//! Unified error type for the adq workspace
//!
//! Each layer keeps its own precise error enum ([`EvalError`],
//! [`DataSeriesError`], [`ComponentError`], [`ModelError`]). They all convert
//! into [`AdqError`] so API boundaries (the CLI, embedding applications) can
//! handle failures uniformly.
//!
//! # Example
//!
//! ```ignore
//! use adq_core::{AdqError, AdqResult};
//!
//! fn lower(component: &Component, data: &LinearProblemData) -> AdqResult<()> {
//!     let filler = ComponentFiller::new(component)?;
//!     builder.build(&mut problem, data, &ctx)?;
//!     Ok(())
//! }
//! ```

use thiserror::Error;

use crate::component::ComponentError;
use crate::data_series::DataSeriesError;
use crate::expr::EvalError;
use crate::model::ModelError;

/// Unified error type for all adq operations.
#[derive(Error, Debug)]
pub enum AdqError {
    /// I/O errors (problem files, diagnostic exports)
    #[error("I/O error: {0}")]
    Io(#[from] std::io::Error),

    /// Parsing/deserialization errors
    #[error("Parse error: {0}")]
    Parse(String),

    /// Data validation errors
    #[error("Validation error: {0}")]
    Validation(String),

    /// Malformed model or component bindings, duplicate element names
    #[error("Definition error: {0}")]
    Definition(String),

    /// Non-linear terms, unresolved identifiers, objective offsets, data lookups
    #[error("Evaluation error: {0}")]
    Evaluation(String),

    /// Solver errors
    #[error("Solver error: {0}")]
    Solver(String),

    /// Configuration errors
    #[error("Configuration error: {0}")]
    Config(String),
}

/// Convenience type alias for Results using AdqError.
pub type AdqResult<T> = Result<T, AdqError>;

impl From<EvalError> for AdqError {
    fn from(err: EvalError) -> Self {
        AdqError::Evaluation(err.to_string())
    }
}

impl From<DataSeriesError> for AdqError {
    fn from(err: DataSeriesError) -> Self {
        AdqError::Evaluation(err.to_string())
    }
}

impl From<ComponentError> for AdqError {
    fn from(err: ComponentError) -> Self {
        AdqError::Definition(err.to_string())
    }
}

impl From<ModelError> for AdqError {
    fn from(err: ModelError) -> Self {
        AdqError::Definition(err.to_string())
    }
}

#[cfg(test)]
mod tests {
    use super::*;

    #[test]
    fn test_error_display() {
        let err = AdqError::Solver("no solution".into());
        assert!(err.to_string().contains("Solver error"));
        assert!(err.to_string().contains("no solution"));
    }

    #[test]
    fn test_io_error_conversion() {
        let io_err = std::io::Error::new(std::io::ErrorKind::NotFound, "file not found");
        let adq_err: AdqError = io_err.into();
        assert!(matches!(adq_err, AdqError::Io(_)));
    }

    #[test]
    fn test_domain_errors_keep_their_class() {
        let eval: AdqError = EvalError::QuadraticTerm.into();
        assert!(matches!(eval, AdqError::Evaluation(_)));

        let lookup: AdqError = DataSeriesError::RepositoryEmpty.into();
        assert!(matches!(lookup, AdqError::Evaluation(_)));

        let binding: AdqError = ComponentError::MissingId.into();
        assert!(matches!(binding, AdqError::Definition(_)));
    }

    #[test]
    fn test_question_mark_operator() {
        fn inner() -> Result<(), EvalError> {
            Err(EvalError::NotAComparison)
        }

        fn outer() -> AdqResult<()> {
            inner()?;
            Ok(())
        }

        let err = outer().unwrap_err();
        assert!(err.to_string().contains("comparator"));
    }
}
☆ ☆ ☆ ☆ ☆ ☆ ☆
Goal of the exercise: Print out all the entries above exactly.

Task answer:
//! Unified error type for the adq workspace
//!
//! Each layer keeps its own precise error enum ([`EvalError`],
//! [`DataSeriesError`], [`ComponentError`], [`ModelError`]). They all convert
//! into [`AdqError`] so API boundaries (the CLI, embedding applications) can
//! handle failures uniformly.
//!
//! # Example
//!
//! ```ignore
//! use adq_core::{AdqError, AdqResult};
//!
//! fn lower(component: &Component, data: &LinearProblemData) -> AdqResult<()> {
//!     let filler = ComponentFiller::new(component)?;
//!     builder.build(&mut problem, data, &ctx)?;
//!     Ok(())
//! }
//! ```

use thiserror::Error;

use crate::component::ComponentError;
use crate::data_series::DataSeriesError;
use crate::expr::EvalError;
use crate::model::ModelError;

/// Unified error type for all adq operations.
#[derive(Error, Debug)]
pub enum AdqError {
    /// I/O errors (problem files, diagnostic exports)
    #[error("I/O error: {0}")]
    Io(#[from] std::io::Error),

    /// Parsing/deserialization errors
    #[error("Parse error: {0}")]
    Parse(String),

    /// Data validation errors
    #[error("Validation error: {0}")]
    Validation(String),

    /// Malformed model or component bindings, duplicate element names
    #[error("Definition error: {0}")]
    Definition(String),

    /// Non-linear terms, unresolved identifiers, objective offsets, data lookups
    #[error("Evaluation error: {0}")]
    Evaluation(String),

    /// Solver errors
    #[error("Solver error: {0}")]
    Solver(String),

    /// Configuration errors
    #[error("Configuration error: {0}")]
    Config(String),
}

/// Convenience type alias for Results using AdqError.
pub type AdqResult<T> = Result<T, AdqError>;

impl From<EvalError> for AdqError {
    fn from(err: EvalError) -> Self {
        AdqError::Evaluation(err.to_string())
    }
}

impl From<DataSeriesError> for AdqError {
    fn from(err: DataSeriesError) -> Self {
        AdqError::Evaluation(err.to_string())
    }
}

impl From<ComponentError> for AdqError {
    fn from(err: ComponentError) -> Self {
        AdqError::Definition(err.to_string())
    }
}

impl From<ModelError> for AdqError {
    fn from(err: ModelError) -> Self {
        AdqError::Definition(err.to_string())
    }
}

#[cfg(test)]
mod tests {
    use super::*;

    #[test]
    fn test_error_display() {
        let err = AdqError::Solver("no solution".into());
        assert!(err.to_string().contains("Solver error"));
        assert!(err.to_string().contains("no solution"));
    }

    #[test]
    fn test_io_error_conversion() {
        let io_err = std::io::Error::new(std::io::ErrorKind::NotFound, "file not found");
        let adq_err: AdqError = io_err.into();
        assert!(matches!(adq_err, AdqError::Io(_)));
    }

    #[test]
    fn test_domain_errors_keep_their_class() {
        let eval: AdqError = EvalError::QuadraticTerm.into();
        assert!(matches!(eval, AdqError::Evaluation(_)));

        let lookup: AdqError = DataSeriesError::RepositoryEmpty.into();
        assert!(matches!(lookup, AdqError::Evaluation(_)));

        let binding: AdqError = ComponentError::MissingId.into();
        assert!(matches!(binding, AdqError::Definition(_)));
    }

    #[test]
    fn test_question_mark_operator() {
        fn inner() -> Result<(), EvalError> {
            Err(EvalError::NotAComparison)
        }

        fn outer() -> AdqResult<()> {
            inner()?;
            Ok(())
        }

        let err = outer().unwrap_err();
        assert!(err.to_string().contains("comparator"));
    }
}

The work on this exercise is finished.